GSK-3β inhibitors increase GSK-3β
phosphorylation and decrease GSK-3β activity. A,
human airway smooth muscle cells were treated with LiCl (10 mm),
CT-1 (10 ng/ml), and TGF-β (10 ng/ml). Representative immunoblots for
phospho-GSK-3β and total GSK-3β are shown. LiCl, CT-1, and
TGF-β increased the level of phospho-GSK-3β without affecting that
of total GSK-3β. SB216763, a GSK-3β kinase inhibitor, had no effect.

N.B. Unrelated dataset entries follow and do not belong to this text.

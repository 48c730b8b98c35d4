//! # BlockScript Abstract Syntax Tree
//!
//! Produced by the parser, annotated in place by the builder and lowered by
//! the canonicalizer. Fields documented as *annotation* are `None` straight
//! out of the parser and filled during the semantic pass.

use std::sync::Arc;

use crate::frontend::lexer::Span;
use crate::lang::symbol_table::FunDesc;
use crate::lang::types::TypeDesc;

#[derive(Debug, Clone, Default)]
pub struct Program {
    pub items: Vec<Stmt>,
}

/// A type as written in source: base name plus array dimensions,
/// outermost first.
#[derive(Debug, Clone, PartialEq)]
pub struct TypeRef {
    pub name: String,
    pub dims: Vec<usize>,
    pub span: Span,
}

/// Byte offset of a variable in the global frame or the current call frame.
#[derive(Debug, Clone, Copy, PartialEq, Eq)]
pub enum Storage {
    Global(usize),
    Local(usize),
}

#[derive(Debug, Clone)]
pub struct VarDecl {
    pub is_extern: bool,
    pub ty: TypeRef,
    pub name: String,
    pub init: Option<Exp>,
    pub span: Span,
    /// Annotation.
    pub storage: Option<Storage>,
    /// Annotation.
    pub resolved: Option<Arc<TypeDesc>>,
}

#[derive(Debug, Clone)]
pub struct IfBranch {
    pub cond: Exp,
    pub body: Vec<Stmt>,
}

#[derive(Debug, Clone)]
pub struct ArgDec {
    pub ty: TypeRef,
    pub name: String,
    pub span: Span,
}

/// Resolved layout of a script function.
#[derive(Debug, Clone)]
pub struct FunInfo {
    pub index: usize,
    pub desc: Arc<FunDesc>,
    /// Bytes of arguments plus locals.
    pub frame_size: usize,
}

#[derive(Debug, Clone)]
pub struct FunDef {
    pub ret: TypeRef,
    pub name: String,
    pub params: Vec<ArgDec>,
    /// `None` for a prototype, which the builder rejects.
    pub body: Option<Vec<Stmt>>,
    pub span: Span,
    /// Annotation.
    pub info: Option<FunInfo>,
}

#[derive(Debug, Clone)]
pub struct StructDef {
    pub name: String,
    pub members: Vec<(TypeRef, String)>,
    pub span: Span,
}

#[derive(Debug, Clone)]
pub struct EnumDef {
    pub name: String,
    pub values: Vec<(String, Option<i32>)>,
    pub span: Span,
}

#[derive(Debug, Clone)]
pub enum Stmt {
    /// Expression statement; must be an assignment or a call.
    Expr(Exp),
    VarDecl(VarDecl),
    If {
        branches: Vec<IfBranch>,
        else_body: Option<Vec<Stmt>>,
        span: Span,
    },
    While {
        cond: Exp,
        body: Vec<Stmt>,
        span: Span,
    },
    Return {
        value: Option<Exp>,
        span: Span,
    },
    Struct(StructDef),
    Enum(EnumDef),
    Fun(FunDef),
}

impl Stmt {
    pub fn span(&self) -> Span {
        match self {
            Stmt::Expr(e) => e.span,
            Stmt::VarDecl(v) => v.span,
            Stmt::If { span, .. } | Stmt::While { span, .. } | Stmt::Return { span, .. } => *span,
            Stmt::Struct(s) => s.span,
            Stmt::Enum(e) => e.span,
            Stmt::Fun(f) => f.span,
        }
    }
}

#[derive(Debug, Clone, Copy, PartialEq, Eq)]
pub enum BinOp {
    Add,
    Sub,
    Mul,
    Div,
    Mod,
    Eq,
    Ne,
    Lt,
    Gt,
    Le,
    Ge,
    And,
    Or,
}

impl BinOp {
    pub fn symbol(self) -> &'static str {
        match self {
            BinOp::Add => "+",
            BinOp::Sub => "-",
            BinOp::Mul => "*",
            BinOp::Div => "/",
            BinOp::Mod => "%",
            BinOp::Eq => "==",
            BinOp::Ne => "!=",
            BinOp::Lt => "<",
            BinOp::Gt => ">",
            BinOp::Le => "<=",
            BinOp::Ge => ">=",
            BinOp::And => "&&",
            BinOp::Or => "||",
        }
    }

    pub fn is_comparison(self) -> bool {
        matches!(
            self,
            BinOp::Eq | BinOp::Ne | BinOp::Lt | BinOp::Gt | BinOp::Le | BinOp::Ge
        )
    }

    pub fn is_logic(self) -> bool {
        matches!(self, BinOp::And | BinOp::Or)
    }
}

#[derive(Debug, Clone, Copy, PartialEq, Eq)]
pub enum UnOp {
    Neg,
    Not,
}

/// What a bare identifier turned out to be.
#[derive(Debug, Clone, Copy, PartialEq, Eq)]
pub enum IdentRef {
    Var(Storage),
    Enum(i32),
}

#[derive(Debug, Clone, PartialEq, Eq)]
pub enum MemberAccess {
    /// Struct member at a byte offset.
    Field { offset: usize },
    /// Vector lanes, `0..=3` for `x y z w`.
    Swizzle { lanes: Vec<u8> },
}

#[derive(Debug, Clone)]
pub enum ArrowTarget {
    Method(Arc<FunDesc>),
    /// Index into the class's property list.
    Property { index: usize },
}

#[derive(Debug, Clone, Copy, PartialEq, Eq)]
pub enum CastKind {
    IntToFloat,
    FloatToInt,
    /// Scalar float to every lane of a vector.
    Splat(usize),
    /// Same bits, different type: enum <-> int.
    Retag,
}

#[derive(Debug, Clone)]
pub enum ExpKind {
    Int(i32),
    Float(f32),
    Str(String),
    Ident {
        name: String,
        /// Annotation.
        resolved: Option<IdentRef>,
    },
    Binary {
        op: BinOp,
        lhs: Box<Exp>,
        rhs: Box<Exp>,
    },
    Unary {
        op: UnOp,
        operand: Box<Exp>,
    },
    Assign {
        target: Box<Exp>,
        value: Box<Exp>,
    },
    Call {
        name: String,
        args: Vec<Exp>,
        /// Annotation.
        target: Option<Arc<FunDesc>>,
    },
    Index {
        base: Box<Exp>,
        index: Box<Exp>,
    },
    Member {
        base: Box<Exp>,
        name: String,
        /// Annotation.
        access: Option<MemberAccess>,
    },
    /// `obj->name` or `obj->name(args)`.
    Arrow {
        object: Box<Exp>,
        name: String,
        args: Option<Vec<Exp>>,
        /// Annotation.
        target: Option<ArrowTarget>,
    },
    /// Only created by the builder, for promotions and explicit casts.
    Cast {
        kind: CastKind,
        operand: Box<Exp>,
    },
}

#[derive(Debug, Clone)]
pub struct Exp {
    pub kind: ExpKind,
    pub span: Span,
    /// Annotation.
    pub ty: Option<Arc<TypeDesc>>,
}

impl Exp {
    pub fn new(kind: ExpKind, span: Span) -> Self {
        Exp {
            kind,
            span,
            ty: None,
        }
    }

    pub fn typed(kind: ExpKind, span: Span, ty: Arc<TypeDesc>) -> Self {
        Exp {
            kind,
            span,
            ty: Some(ty),
        }
    }

    /// Moves the expression out, leaving a placeholder literal.
    pub fn take(&mut self) -> Exp {
        let span = self.span;
        std::mem::replace(self, Exp::new(ExpKind::Int(0), span))
    }

    /// Wraps `self` in a builder-inserted cast.
    pub fn cast(self, kind: CastKind, ty: Arc<TypeDesc>) -> Exp {
        let span = self.span;
        Exp::typed(
            ExpKind::Cast {
                kind,
                operand: Box::new(self),
            },
            span,
            ty,
        )
    }

    /// Whether the expression denotes a writable location.
    pub fn is_place(&self) -> bool {
        match &self.kind {
            ExpKind::Ident { .. } => true,
            ExpKind::Index { base, .. } | ExpKind::Member { base, .. } => base.is_place(),
            ExpKind::Arrow { args: None, .. } => true,
            _ => false,
        }
    }
}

B, A7R5 vascular smooth muscle cells were treated with LiCl,
SB216763, CT-1, or TGF-β and lysed. Lysates were immunoprecipitated and
assayed for GSK-3β activity in a reaction containing the GSK-3β
substrate Tau (1 μg/μl), ATP (1 mm), and
[γ-32P]ATP (10 μCi). Total GSK-3β of
immunoprecipitates is also shown. In the first example shown, the IgG heavy
chain apparently migrated just behind GSK-3β, leaving a “ghost
band” and creating the impression of a doublet. For this panel,
the control and SB216763 bands are from different parts of the same gel.
Results are representative of three separate experiments.